■ EXERCISE OBJECTIVE ■
Gather every line from the entries below that includes "collect".

■ RECORDS SHOWN ■
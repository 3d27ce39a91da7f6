//! Spillway - named bounded worker pools that never drop a task on the floor.
//!
//! A [`Registry`] hands out named pools. Each pool runs between `core` and
//! `max` worker threads behind a bounded admission queue (FIFO or priority
//! ordered). When a pool is saturated, submissions are not refused: they are
//! moved to the pool's spillover buffer, and a requeue scheduler shared by all
//! pools of the registry resubmits one spilled task per pool on every tick.
//!
//! # Quick Start
//!
//! ```no_run
//! use spillway::prelude::*;
//!
//! let registry = Registry::new();
//!
//! let config = PoolConfig::builder()
//!     .core_threads(1)
//!     .max_threads(1)
//!     .priority_mode(true)
//!     .build()
//!     .unwrap();
//! let pool = registry.create_or_get("downloads", config).unwrap();
//!
//! let id = pool
//!     .execute_with_priority(|| println!("urgent"), Priority::HIGH)
//!     .unwrap();
//!
//! // best effort: only succeeds while the task is still waiting
//! let _ = pool.cancel(id);
//!
//! registry.destroy("downloads");
//! ```
//!
//! # Guarantees
//!
//! - a task accepted by a running pool runs at most once, and runs unless it is
//!   cancelled or the pool is destroyed first
//! - the admission queue never holds more than its capacity
//! - submitting to a destroyed pool fails with [`Error::PoolDestroyed`]
//! - destroying a pool discards its queued and spilled tasks immediately

// Lint configuration
#![warn(missing_debug_implementations)]

pub mod config;
pub mod error;
pub mod executor;
pub mod prelude;
pub mod registry;
pub mod scheduler;
pub mod telemetry;

// Re-export key types at crate root
pub use config::{PoolConfig, PoolConfigBuilder, QueueOrder, RegistryConfig, RegistryConfigBuilder};
pub use error::{Error, Result};
pub use executor::{interrupted, ManagedPool, PanicStrategy, Priority, Task, TaskId};
pub use registry::Registry;

#[cfg(test)]
mod tests {
    use super::*;
    use crossbeam_channel::unbounded;
    use std::time::Duration;

    #[test]
    fn test_basic_submit() {
        let registry = Registry::new();
        let pool = registry.create_or_get_default("basic").unwrap();

        let (tx, rx) = unbounded();
        for i in 0..10 {
            let tx = tx.clone();
            pool.execute(move || tx.send(i).unwrap()).unwrap();
        }

        let mut seen: Vec<i32> = (0..10)
            .map(|_| rx.recv_timeout(Duration::from_secs(5)).unwrap())
            .collect();
        seen.sort();
        assert_eq!(seen, (0..10).collect::<Vec<_>>());
    }

    #[test]
    fn test_registries_are_isolated() {
        let a = Registry::new();
        let b = Registry::new();

        let pa = a.create_or_get_default("shared-name").unwrap();
        let pb = b.create_or_get_default("shared-name").unwrap();
        assert!(!std::sync::Arc::ptr_eq(&pa, &pb));

        a.destroy("shared-name");
        assert!(pa.is_destroyed());
        assert!(!pb.is_destroyed());
        assert!(b.get("shared-name").is_some());
    }
}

■ FINISHED TASK ■
            .collect();
        assert_eq!(seen, (0..10).collect::<Vec<_>>());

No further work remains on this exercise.